Speaking of unique dishes, Kaya Toast with runny eggs is a breakfast favourite in Singapore. Kaya is a special coconut jam which is applied onto buttered toast, then dipped into the runny egg mixture and savoured. The flavours are truly startling and delicious. A restaurant that has gained fame because of this breakfast classic is Ya Kun Kaya Toast. I've tried the restaurant a number of times and it has never disappointed.


Of course, a dish Singapore is really famous for is the delicious Chilli Crab, a flavoursome sweet and savoury meal that is often served stir-fried in semi-thick gravy. One restaurant to visit for this best-selling dish is Jumbo, where people queue for hours to get their hands on meaty crabs. The taste will linger in your palate and your memory - don't be surprised to find yourself craving a second visit.
Another dish worth a mention is Hainanese Chicken Rice, steamed chicken served with rice cooked in a rich broth and served with chilli sauce and cucumber garnishing. It may sound simple enough but, rest assured, no visit to Singapore is complete without it. You should be able to find it in both food stalls as well as in restaurants (many of which specialise in this dish alone).

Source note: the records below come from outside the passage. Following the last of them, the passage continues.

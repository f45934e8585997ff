//! Fatal conversion errors
//!
//! Anything in here aborts the whole conversion. Recoverable conditions go
//! through [`crate::diagnostics`] instead.

use std::path::PathBuf;

/// Result alias used throughout the importer
pub type Result<T> = std::result::Result<T, ConvertError>;

/// A wire value (component type, primitive mode, ...) outside the known set
#[derive(Debug, Clone, PartialEq, Eq, thiserror::Error)]
#[error("unrecognized {kind} value {value}")]
pub struct UnrecognizedValue {
    /// What was being decoded (e.g. "component type")
    pub kind: &'static str,
    /// The offending value, rendered as text
    pub value: String,
}

impl UnrecognizedValue {
    pub(crate) fn new(kind: &'static str, value: impl ToString) -> Self {
        Self {
            kind,
            value: value.to_string(),
        }
    }
}

/// A contract the glTF 2.0 format itself mandates was broken by the document
#[derive(Debug, Clone, PartialEq, Eq, thiserror::Error)]
pub enum ConformanceViolation {
    /// A morph target array does not match its base attribute
    #[error(
        "morph target {target} of attribute {attribute} has {actual} components, expected {expected}"
    )]
    MorphLengthMismatch {
        attribute: String,
        target: usize,
        expected: usize,
        actual: usize,
    },

    /// A morph target supplies a different attribute set than target 0
    #[error("morph target {target} does not supply the same attributes as target 0")]
    MorphAttributeSetMismatch { target: usize },

    /// A morph target displaces an attribute the primitive does not have
    #[error("morph target displaces attribute {0} which the primitive does not define")]
    MorphWithoutBase(String),

    /// A node is listed as the child of more than one parent
    #[error("node {node} has more than one parent ({first} and {second})")]
    MultipleParents {
        node: usize,
        first: usize,
        second: usize,
    },

    /// The node hierarchy contains a cycle
    #[error("node hierarchy contains a cycle through node {0}")]
    Cycle(usize),

    /// Vertex attributes of one primitive disagree on the vertex count
    #[error("attribute {attribute} has {actual} elements, POSITION has {expected}")]
    AttributeCountMismatch {
        attribute: String,
        expected: usize,
        actual: usize,
    },
}

/// Fatal errors raised while loading or converting a glTF document
#[derive(Debug, thiserror::Error)]
pub enum ConvertError {
    #[error("bad GLB format: {0}")]
    BadGlb(String),

    #[error("failed to parse glTF JSON: {0}")]
    Json(#[from] serde_json::Error),

    #[error("failed to read {path:?}: {source}")]
    Io {
        path: PathBuf,
        #[source]
        source: std::io::Error,
    },

    #[error("unsupported data URI: {0}")]
    UnsupportedDataUri(String),

    #[error("unsupported buffer URI: {0}")]
    UnsupportedUri(String),

    #[error("failed to decode base64 buffer: {0}")]
    Base64(#[from] base64::DecodeError),

    #[error(transparent)]
    Unrecognized(#[from] UnrecognizedValue),

    #[error("{kind} index {index} is out of range")]
    IndexOutOfRange { kind: &'static str, index: usize },

    #[error("accessor read at byte {offset} (+{size}) runs past the end of buffer {buffer} ({length} bytes)")]
    AccessorOutOfBounds {
        buffer: usize,
        offset: usize,
        size: usize,
        length: usize,
    },

    #[error("accessor count {count} is too large to decode")]
    AccessorTooLarge { count: usize },

    #[error("output buffer holds {actual} bytes, accessor decode needs {needed}")]
    OutputTooSmall { needed: usize, actual: usize },

    #[error("sparse index {index} exceeds accessor count {count}")]
    SparseIndexOutOfRange { index: usize, count: usize },

    #[error("mesh {mesh} primitive {primitive} has no POSITION attribute")]
    MissingPosition { mesh: usize, primitive: usize },

    #[error("skin {skin}: inverse bind matrices must be FLOAT MAT4 with one matrix per joint")]
    InvalidBindMatrices { skin: usize },

    #[error("mesh {mesh}: primitives disagree on morph target count ({expected} vs {actual})")]
    InconsistentMorphTargets {
        mesh: usize,
        expected: usize,
        actual: usize,
    },

    #[error("primitive uses KHR_draco_mesh_compression but no Draco decoder is configured")]
    MissingDracoDecoder,

    #[error("Draco decoding failed: {0}")]
    Draco(String),

    #[error("invalid converter options: {0}")]
    InvalidOptions(String),

    #[error("glTF conformance violation: {0}")]
    Conformance(#[from] ConformanceViolation),
}

impl ConvertError {
    pub(crate) fn out_of_range(kind: &'static str, index: usize) -> Self {
        Self::IndexOutOfRange { kind, index }
    }

    pub(crate) fn io(path: impl Into<PathBuf>, source: std::io::Error) -> Self {
        Self::Io {
            path: path.into(),
            source,
        }
    }
}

Singapore may be known for its street foods, but that doesn't mean it doesn't have a touch of indulgence for its more discerning diners. Luxury hotel Raffles, for example, was launched in Singapore in 1887. It's renowned for a number of things - its afternoon tea, for instance. Unfortunately, it is closed at the moment for a restoration programme and will only open again in August.

Fret not. Singapore also has a number of Michelin-starred restaurants for those who like to have an experience when they eat. Being on this list is quite an achievement in a city where many establishments - be it hawker stalls or fine dining restaurants - have conquered the culinary scene. A few restaurants worth a mention are Bismillah Biryani, Backyard Kitchen and Hararu Izakaya, all of which have worked their way up in the gastronomy scene and have won a Michelin star, or have a chef who has one. As an extra bonus, they are halal as well.

For the party-goers, Clarke Quay is a nice place to head to for the nightlife. But it doesn't stop there - the historical riverside quay also has numerous restaurants that deserve a mention. A great place to relax with friends or family.

Of course, there are quite a few other attractions in Singapore that are absolute must-visits. No trip could be complete without a trip to the iconic Singapore Flyer, Orchard Street, Marina Bay Sands (for the view from its infinity pool!) and last, but not least, Sentosa Island for adrenaline-fuelled adventures. For me, though, Singapore will always be about all things food.